Each year almost 1,000 Australian children are diagnosed with childhood cancer and 5,600 are undergoing treatment.
For every ten children diagnosed, two will not survive; and those who do suffer long-term (sometimes life-long) health issues because current therapies can affect children’s growing bodies.
The development of more targeted and less toxic treatments for children with cancer is crucial to improve survival rates and reduce long-term treatment-related side effects.
In Australia, more than 1,000 children and adolescents are diagnosed with cancer each year.
Cancer kills three children every week in Australia – more than any other disease.
Almost half of all children diagnosed with cancer in Australia are aged 0-4 years old.
Our childhood cancer research
Hudson Institute’s Childhood Cancer Program aims to revolutionise outcomes for children with cancer. A world leader in the field, Hudson Institute brings together a multidisciplinary team of researchers, clinicians, and bioinformaticians to tackle some of the most challenging paediatric cancers.
Research focus
This program aims to improve survival rates and long-term health outcomes for children with cancer focusing on rare, low-survival, and difficult-to-treat cancers, including
Central to our mission is the recognition that children are not small adults – their developing bodies require specialised approaches that minimise the long-term impacts of cancer treatment. By developing targeted, less toxic treatments, we aim to enhance both treatment efficacy and quality of life for young patients.
Programs
Next Generation Precision Medicine program
The Next Generation Precision Medicine Program aims to identify the next wave of paediatric cancer-targeted therapies, particularly for childhood cancers with the lowest survival rates such as soft tissue tumours and brain cancers.

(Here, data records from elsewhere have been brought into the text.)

/// Enumerate the immediate children of `path`. Safe to call off the thread
/// that owns the tree. Never fails: an unreadable directory yields an empty,
/// `readable == false` listing and unreadable sizes become 0.
pub fn read_listing(path: &Path, options: &ScanOptions) -> Listing {
    let mut listing = Listing {
        path: path.to_path_buf(),
        entries: Vec::new(),
        readable: true,
        skipped_symlinks: 0,
    };

    let read_dir = match std::fs::read_dir(path) {
        Ok(read_dir) => read_dir,
        Err(err) => {
            debug!("cannot enumerate {}: {}", path.display(), err);
            listing.readable = false;
            return listing;
        }
    };

    for dir_entry in read_dir {
        let dir_entry = match dir_entry {
            Ok(dir_entry) => dir_entry,
            Err(err) => {
                debug!("skipping entry in {}: {}", path.display(), err);
                continue;
            }
        };
        let name = dir_entry.file_name().to_string_lossy().to_string();
        if options.skips_name(&name) {
            continue;
        }

        // DirEntry::file_type does not follow symlinks.
        let file_type = match dir_entry.file_type() {
            Ok(file_type) => file_type,
            Err(err) => {
                debug!("cannot stat {}: {}", dir_entry.path().display(), err);
                continue;
            }
        };
        if file_type.is_symlink() {
            listing.skipped_symlinks += 1;
            continue;
        }

        let kind = if file_type.is_dir() {
            NodeKind::Dir
        } else {
            let size = dir_entry.metadata().map(|m| m.len()).unwrap_or_else(|err| {
                debug!("cannot read size of {}: {}", dir_entry.path().display(), err);
                0
            });
            NodeKind::File { size }
        };

        listing.entries.push(ListingEntry {
            name,
            path: dir_entry.path(),
            kind,
        });
    }

    // Same order the full crawler produces.
    listing.entries.sort_by(|a, b| a.name.cmp(&b.name));
    listing
}
use indextree::NodeId;

use crate::tree::FileTree;

/// Axis-aligned rectangle in terminal cells.
#[derive(Debug, Clone, Copy, PartialEq, Eq, Hash, Default)]
pub struct CellRect {
    pub x: u16,
    pub y: u16,
    pub width: u16,
    pub height: u16,
}

impl CellRect {
    pub fn new(x: u16, y: u16, width: u16, height: u16) -> Self {
        Self { x, y, width, height }
    }

    pub fn area(&self) -> u32 {
        self.width as u32 * self.height as u32
    }

    pub fn is_empty(&self) -> bool {
        self.width == 0 || self.height == 0
    }

    pub fn right(&self) -> u32 {
        self.x as u32 + self.width as u32
    }

    pub fn bottom(&self) -> u32 {
        self.y as u32 + self.height as u32
    }

    pub fn contains(&self, x: u16, y: u16) -> bool {
        x >= self.x && (x as u32) < self.right() && y >= self.y && (y as u32) < self.bottom()
    }

    /// True when the interiors share at least one cell.
    pub fn intersects(&self, other: &CellRect) -> bool {
        !self.is_empty()
            && !other.is_empty()
            && (self.x as u32) < other.right()
            && (other.x as u32) < self.right()
            && (self.y as u32) < other.bottom()
            && (other.y as u32) < self.bottom()
    }
}

/// Item to be laid out in the treemap
#[derive(Debug, Clone, Copy)]
pub struct TreemapItem {
    pub size: u64,
    pub index: usize,
}

/// Result of the treemap layout calculation
#[derive(Debug, Clone, Copy, PartialEq, Eq)]
pub struct LayoutRect {
    pub rect: CellRect,
    pub index: usize,
}

/// A laid-out child of the viewed directory.
#[derive(Debug, Clone, Copy, PartialEq, Eq)]
pub struct Tile {
    pub rect: CellRect,
    pub node: NodeId,
}

#[derive(Debug, Clone, Copy, PartialEq, Eq)]
enum Orientation {
    /// Row spans the width; rows stack downward.
    Horizontal,
    /// Column spans the height; columns stack rightward.
    Vertical,
}

impl Orientation {
    fn of(rect: CellRect) -> Self {
        if rect.width >= rect.height {
            Self::Horizontal
        } else {
            Self::Vertical
        }
    }

    /// (length along the row, breadth the rows stack across)
    fn axes(self, rect: CellRect) -> (u16, u16) {
        match self {
            Self::Horizontal => (rect.width, rect.height),
            Self::Vertical => (rect.height, rect.width),
        }
    }
}

/// Lay out the largest `max_items` children of `node` into the given cells.
///
/// Tiles come back in descending size order, which is also the order of
/// `FileTree::sorted_children`, so a numeric key can index straight into them.
pub fn layout(tree: &FileTree, node: NodeId, x: u16, y: u16, width: u16, height: u16, max_items: usize) -> Vec<Tile> {
    let container = CellRect::new(x, y, width, height);
    if container.is_empty() || max_items == 0 {
        return Vec::new();
    }

    let mut children = tree.sorted_children(node);
    children.truncate(max_items);

    let items: Vec<TreemapItem> = children
        .iter()
        .enumerate()
        .map(|(index, &child)| TreemapItem {
            size: tree.aggregate_size(child),
            index,
        })
        .collect();

    SquarifiedTreemap::layout(&items, container)
        .into_iter()
        .map(|placed| Tile {
            rect: placed.rect,
            node: children[placed.index],
        })
        .collect()
}

/// Squarified treemap over integer cells.
///
/// Rows are grown greedily while the worst aspect ratio does not get worse
/// (ties keep growing), then placed with floored lengths. Trailing cells left
/// by rounding stay empty.
pub struct SquarifiedTreemap;
//! Disk usage analysis: a lazily aggregated file tree and a squarified
//! treemap laid out over terminal cells.

pub mod config;
pub mod crawler;
pub mod error;
pub mod extensions;
pub mod format;
pub mod logging;
pub mod snapshot;
pub mod tree;
pub mod treemap;
pub mod watch;

pub use error::{Error, Result};
pub use tree::{FileTree, NodeKind};
pub use treemap::{layout, CellRect, Tile};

The program established the Childhood Cancer Model Atlas (CCMA), the world’s largest collection of paediatric cancer cell lines, providing an invaluable resource for researchers globally.

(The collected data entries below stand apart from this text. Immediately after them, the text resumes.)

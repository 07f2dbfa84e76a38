//! Typed pub/sub plus bidirectional electrical coupling (spec.md §4.3).
//! Listener/coupling maps live behind `RwLock`s; history lives behind its
//! own `Mutex` so a long `recent_signals` read never blocks `send` —
//! grounded on the teacher's separation of `AgentRegistry`'s `RwLock` map
//! from `StateEvent`'s independent channel.

use std::collections::VecDeque;
use std::sync::Arc;

use ahash::AHashMap;
use parking_lot::{Mutex, RwLock};

use ecm_types::{ComponentId, ElectricalReceiver, Payload, SignalKind, SignalRecord};

const DEFAULT_HISTORY_CAP: usize = 1000;

fn clamp_conductance(value: f64) -> f64 {
    if !value.is_finite() || !(0.0..=1.0).contains(&value) {
        0.5
    } else {
        value
    }
}

pub struct SignalMediator {
    listeners: RwLock<AHashMap<SignalKind, Vec<(ComponentId, Arc<dyn ElectricalReceiver>)>>>,
    couplings: RwLock<AHashMap<ComponentId, AHashMap<ComponentId, f64>>>,
    history: Mutex<VecDeque<SignalRecord>>,
    history_cap: usize,
}

impl SignalMediator {
    pub fn new() -> Self {
        Self::with_history_cap(DEFAULT_HISTORY_CAP)
    }

    pub fn with_history_cap(history_cap: usize) -> Self {
        Self {
            listeners: RwLock::new(AHashMap::new()),
            couplings: RwLock::new(AHashMap::new()),
            history: Mutex::new(VecDeque::with_capacity(history_cap.min(4096))),
            history_cap,
        }
    }

    /// Idempotent: subscribing the same id to the same kind twice leaves a
    /// single entry, so a listener is delivered to at most once per `send`.
    pub fn subscribe(&self, id: ComponentId, kinds: &[SignalKind], listener: Arc<dyn ElectricalReceiver>) {
        let mut listeners = self.listeners.write();
        for kind in kinds {
            let bucket = listeners.entry(kind.clone()).or_default();
            if !bucket.iter().any(|(existing, _)| existing == &id) {
                bucket.push((id.clone(), listener.clone()));
            }
        }
    }

    pub fn unsubscribe(&self, id: &ComponentId, kinds: &[SignalKind]) {
        let mut listeners = self.listeners.write();
        for kind in kinds {
            if let Some(bucket) = listeners.get_mut(kind) {
                bucket.retain(|(existing, _)| existing != id);
            }
        }
    }

    /// Removes `id` from every subscribed kind, not just the ones named.
    pub fn unsubscribe_all(&self, id: &ComponentId) {
        let mut listeners = self.listeners.write();
        for bucket in listeners.values_mut() {
            bucket.retain(|(existing, _)| existing != id);
        }
    }

    /// Delivers `payload` to every listener of `kind` except `source_id`
    /// itself, then appends a history record. Synchronous: every listener
    /// returns before this call does.
    pub fn send(&self, kind: SignalKind, source_id: &ComponentId, payload: Payload) {
        let targets: Vec<Arc<dyn ElectricalReceiver>> = {
            let listeners = self.listeners.read();
            listeners
                .get(&kind)
                .map(|bucket| {
                    bucket
                        .iter()
                        .filter(|(id, _)| id != source_id)
                        .map(|(_, listener)| Arc::clone(listener))
                        .collect()
                })
                .unwrap_or_default()
        };

        for listener in &targets {
            listener.on_signal(&kind, source_id, &payload);
        }

        let mut history = self.history.lock();
        if history.len() >= self.history_cap {
            history.pop_front();
        }
        history.push_back(SignalRecord {
            kind,
            source_id: source_id.clone(),
            payload,
            at: std::time::SystemTime::now(),
        });
    }

    /// Inserts an undirected edge. Self-coupling (`a == b`) is permitted.
    pub fn couple(&self, a: ComponentId, b: ComponentId, conductance: f64) {
        let g = clamp_conductance(conductance);
        let mut couplings = self.couplings.write();
        couplings.entry(a.clone()).or_default().insert(b.clone(), g);
        couplings.entry(b).or_default().insert(a, g);
    }

    pub fn uncouple(&self, a: &ComponentId, b: &ComponentId) {
        let mut couplings = self.couplings.write();
        if let Some(neighbours) = couplings.get_mut(a) {
            neighbours.remove(b);
        }
        if let Some(neighbours) = couplings.get_mut(b) {
            neighbours.remove(a);
        }
    }

    pub fn couplings(&self, id: &ComponentId) -> Vec<ComponentId> {
        self.couplings.read().get(id).map(|n| n.keys().cloned().collect()).unwrap_or_default()
    }

    pub fn conductance(&self, a: &ComponentId, b: &ComponentId) -> f64 {
        self.couplings.read().get(a).and_then(|n| n.get(b)).copied().unwrap_or(0.0)
    }

    pub fn recent_signals(&self, n: usize) -> Vec<SignalRecord> {
        let history = self.history.lock();
        history.iter().rev().take(n).cloned().collect()
    }

    pub fn clear_history(&self) {
        self.history.lock().clear();
    }

    pub fn signal_count(&self) -> usize {
        self.history.lock().len()
    }
}

impl Default for SignalMediator {
    fn default() -> Self {
        Self::new()
    }
}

By analysing the more than 500 cell lines in the CCMA, alongside functional genomic screens, multi-omics characterisation and AI-driven approaches, the team is developing targeted therapies to improve outcomes for young patients with high-risk malignancies.
The Sarcoma program tackles the challenges of childhood and adolescent sarcomas, rare cancers affecting connective tissues. Despite being common solid tumours in children, sarcoma survival rates have stagnated for decades.
This program combines clinical and discovery research, utilising patient tissues and advanced preclinical models to improve outcomes. Key focus areas include identifying molecular signatures for personalised treatment, exploring therapy resistance mechanisms, developing new therapies for metastatic sarcomas, and enhancing immunotherapy responses.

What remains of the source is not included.